La storia dell’acqua della Vena d’oro è lunga e complessa. Le sue acque sembra fossero già utilizzate come rimedio terapeutico, addirittura in epoca romana, quando Belluno era un municipium.
Le prime notizie certe e documentate risalgono però al XV secolo, quando alcuni frati costruirono un ospizio per curare con l’acqua della Vena d’oro diverse malattie, fra le quali la renella e i calcoli biliari e, per questo, l’acqua venne chiamata “sorgente dei frati” o “sorgente della salute”.
Quando i frati abbandonarono l’ospizio, furono i monaci della certosa di Vedana di Sospirolo ad utilizzare per molto tempo l’acqua della sorgente per cura.
Il 13 luglio 1869 il cav. Giovanni Maria Lucchetti, di Conegliano, inaugurò il centro idroterapico e idropinico con annesso un lussuoso albergo frequentato dalla migliore nobiltà austroungarica e italiana. Basti pensare che qui soggiornò anche la regina d’Italia Margherita (1851-1926) e il presidente del consiglio del Regno d’Italia Giuseppe Zanardelli (1826-1903).
Illustri medici consigliavano quest’acqua per disintossicarsi dall’acido urico, per curare le malattie del ricambio e intestinali e le dispepsie nervose.
Il famoso neurologo Paolo Mantegazza (1831-1910), che fu tra i primi divulgatori in Italia delle teorie darwiniane, creò lo slogan: “Quod nihil sanat, Aurea vena sanat…” 1.
Nell’albergo della Vena d’oro si tenevano grandi feste, ricevimenti, concerti e balli con partecipanti provenienti da ogni parte d’Europa che rimanevano stupiti dall’ambiente, dal giardino e dai laghetti che si trovavano intorno e dalla possibilità di passeggiate ed escursioni sulle montagne bellunesi.
All’inizio del XIX secolo, alla morte del cav. Lucchetti, gli eredi vendettero le proprietà e gli edifici furono utilizzati dal 1905 al 1962 come colonia per i dipendenti prima della SADE (Società Adriatica di Elettricità), poi dell’ENEL (Ente nazionale per l’energia elettrica) e quindi destinati ad altri usi.
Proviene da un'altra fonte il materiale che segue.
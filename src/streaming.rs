//! Streaming updates for BK-trees.
//!
//! # The Problem
//!
//! A single BK-tree degrades as it grows from an unbounded stream: inserts
//! walk ever-longer root paths, and the tree cannot be shared for reading
//! while a writer holds it. Rebuilding from scratch per batch is worse.
//!
//! # Architecture
//!
//! ```text
//! Stream of words
//!     │  (fixed-size chunks)
//!     ▼
//! ┌──────────────┐
//! │  BKTree #1   │
//! ├──────────────┤
//! │  BKTree #2   │  ◄── each chunk builds a private tree
//! ├──────────────┤
//! │     ...      │
//! └──────────────┘
//!     │
//!     ▼  search fans out over every tree, deduplicating words
//! ```
//!
//! Chunks are disjoint trees, so loading a chunk never touches existing
//! trees and a reader-writer lock around the tree list is the only shared
//! state. Queries cost one sub-tree search per chunk; for chunk sizes in
//! the tens of thousands this stays far cheaper than the distance
//! computations themselves.

use crate::bktree::BKTree;
use std::collections::HashSet;
use std::sync::{PoisonError, RwLock};

/// A sequence of disjoint BK-trees built from fixed-size chunks of a word
/// stream.
///
/// `add_chunk` and `search` take `&self` and may be called concurrently
/// from multiple threads; a chunk becomes visible to searches atomically
/// once its tree is built.
#[derive(Debug, Default)]
pub struct StreamingBKTree {
    trees: RwLock<Vec<BKTree>>,
}

impl StreamingBKTree {
    /// Create an empty streaming index.
    #[must_use]
    pub fn new() -> Self {
        Self {
            trees: RwLock::new(Vec::new()),
        }
    }

    /// Build a private BK-tree from `words` and append it.
    ///
    /// The tree is constructed outside the lock; only the append is
    /// serialized.
    pub fn add_chunk<S: AsRef<str>>(&self, words: &[S]) {
        let mut tree = BKTree::new();
        for word in words {
            tree.add(word.as_ref());
        }

        let mut trees = self.trees.write().unwrap_or_else(PoisonError::into_inner);
        trees.push(tree);
    }

    /// All words within `max_distance` of `query` across every chunk.
    /// Words duplicated across chunks are reported once.
    #[must_use]
    pub fn search(&self, query: &str, max_distance: usize) -> Vec<String> {
        let trees = self.trees.read().unwrap_or_else(PoisonError::into_inner);

        let mut seen: HashSet<&str> = HashSet::new();
        let mut results = Vec::new();
        for tree in trees.iter() {
            for word in tree.search(query, max_distance) {
                if seen.insert(word) {
                    results.push(word.to_string());
                }
            }
        }

        results
    }

    /// Number of chunks loaded so far.
    #[must_use]
    pub fn num_chunks(&self) -> usize {
        self.trees.read().unwrap_or_else(PoisonError::into_inner).len()
    }

    /// Total words across all chunks (duplicates across chunks counted per
    /// chunk).
    #[must_use]
    pub fn size(&self) -> usize {
        self.trees
            .read()
            .unwrap_or_else(PoisonError::into_inner)
            .iter()
            .map(BKTree::size)
            .sum()
    }
}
Per diversi decenni, fino all’inizio degli anni Ottanta del XX secolo, accanto al complesso alberghiero fu creato uno stabilimento per l’imbottigliamento dell’acqua Vena d’oro e di una linea di bevande gasate che sviluppò un discreto fatturato nell’area del Triveneto.
Il marchio Vena d’oro ora è di proprietà di una azienda italiana della grande distribuzione che commercializza le bevande Vena d’oro nei suoi punti vendita.
Ora gli edifici e il parco del vecchio istituto idroterapico fanno parte dei luoghi del cuore del FAI. Si spera che possano essere valorizzati per farli ritornare agli antichi splendori.